Dichloroacetate infusion in patients with CHF is not associated with improvement in noninvasively assessed left ventricular function.

摘要

背景

充血性心力衰竭(CHF)的传统治疗方法依赖于增加心肌收缩力或降低心室后负荷的药物。这些方法通常可改善心脏症状和生存率,但可能伴有显著的有害影响。另一种方法是增强心肌能量生成。二氯乙酸(DCA)可刺激丙酮酸脱氢酶活性,并加速心肌细胞中的有氧葡萄糖、丙酮酸和乳酸代谢。预计这些改变可改善心肌功能。

假设

本研究的目的是评估DCA对左心室收缩功能障碍患者的疗效,并研究改善发生的机制。

方法

共有25例CHF患者(16例男性,9例女性;年龄范围31 - 72岁,平均59岁),射血分数≤40%,在15分钟内静脉输注50mg/kg DCA。

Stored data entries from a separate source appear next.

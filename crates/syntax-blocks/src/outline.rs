//! Top-level outline queries used to build prompt context: module imports
//! and exported type shapes.

use crate::syntax::{SyntaxNode, SyntaxTree};

const TYPE_DECLARATION_KINDS: &[&str] = &["interface_declaration", "type_alias_declaration"];

/// Module specifiers of top-level `import` statements, quotes stripped
#[must_use]
pub fn import_paths(tree: &SyntaxTree) -> Vec<String> {
    tree.root()
        .named_children()
        .filter(|node| node.kind() == "import_statement")
        .filter_map(|node| node.child_by_field_name("source"))
        .map(|source| unquote(source.text()).to_string())
        .collect()
}

/// Source text of top-level interfaces and type aliases. Exported ones are
/// reported without the `export` keyword.
#[must_use]
pub fn type_declarations(tree: &SyntaxTree) -> Vec<String> {
    tree.root()
        .named_children()
        .filter_map(|node| {
            if node.kind() == "export_statement" {
                node.child_by_field_name("declaration")
            } else {
                Some(node)
            }
        })
        .filter(is_type_declaration)
        .map(|node| node.text().to_string())
        .collect()
}

fn is_type_declaration(node: &SyntaxNode<'_>) -> bool {
    TYPE_DECLARATION_KINDS.contains(&node.kind())
}

fn unquote(literal: &str) -> &str {
    literal.trim_matches(|c| matches!(c, '"' | '\'' | '`'))
}

#[cfg(test)]
mod tests {
    use super::*;
    use crate::language::Language;
    use pretty_assertions::assert_eq;

    fn parse(language: Language, source: &str) -> SyntaxTree {
        let mut parser = tree_sitter::Parser::new();
        parser
            .set_language(&language.tree_sitter_language())
            .unwrap();
        let tree = parser.parse(source, None).unwrap();
        SyntaxTree::from_tree_sitter(&tree, source)
    }

    #[test]
    fn collects_top_level_imports_only() {
        let source = "import React from \"react\";\nimport { a } from './a';\nimport './side-effect';\nfunction f() { return import('./lazy'); }\n";
        let tree = parse(Language::JavaScript, source);
        assert_eq!(
            import_paths(&tree),
            vec![
                "react".to_string(),
                "./a".to_string(),
                "./side-effect".to_string()
            ]
        );
    }

    #[test]
    fn collects_interfaces_and_aliases_with_and_without_export() {
        let source = "interface A { x: number }\nexport type B = A | null;\nexport function f() {}\nclass C {}\n";
        let tree = parse(Language::TypeScript, source);
        assert_eq!(
            type_declarations(&tree),
            vec![
                "interface A { x: number }".to_string(),
                "type B = A | null;".to_string()
            ]
        );
    }

    #[test]
    fn tsx_type_declarations() {
        let source = "type Props = { title: string };\nexport const View = (p: Props) => <h1>{p.title}</h1>;\n";
        let tree = parse(Language::TypeScriptReact, source);
        assert_eq!(
            type_declarations(&tree),
            vec!["type Props = { title: string };".to_string()]
        );
    }
}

在DCA输注完成后的基线、30分钟和60分钟时,通过二维和多普勒超声心动图获取收缩和舒张功能指标。

结果

基线心室射血分数为27.3±9.1%;17例患者(68%)患有非缺血性心肌病。DCA输注后心率在60分钟时从73.9±14.5次/分钟增加到79.2±14.9次/分钟;p = 0.02。与基线相比,左心室舒张和收缩容积在30分钟时增加(分别为248.7±98.1与259.6±99.6;p = 0.04,以及180.1±80.4与192.2±84.9;p = 0.002),但每搏输出量(49.2±19.1与48.9±18.1;p = 0.9)和射血分数(27.3±9.1与25.7±9.8;p = 0.2)未改变。舒张功能指标也未改变。

结论

CHF患者输注二氯乙酸与无创评估的左心室功能改善无关。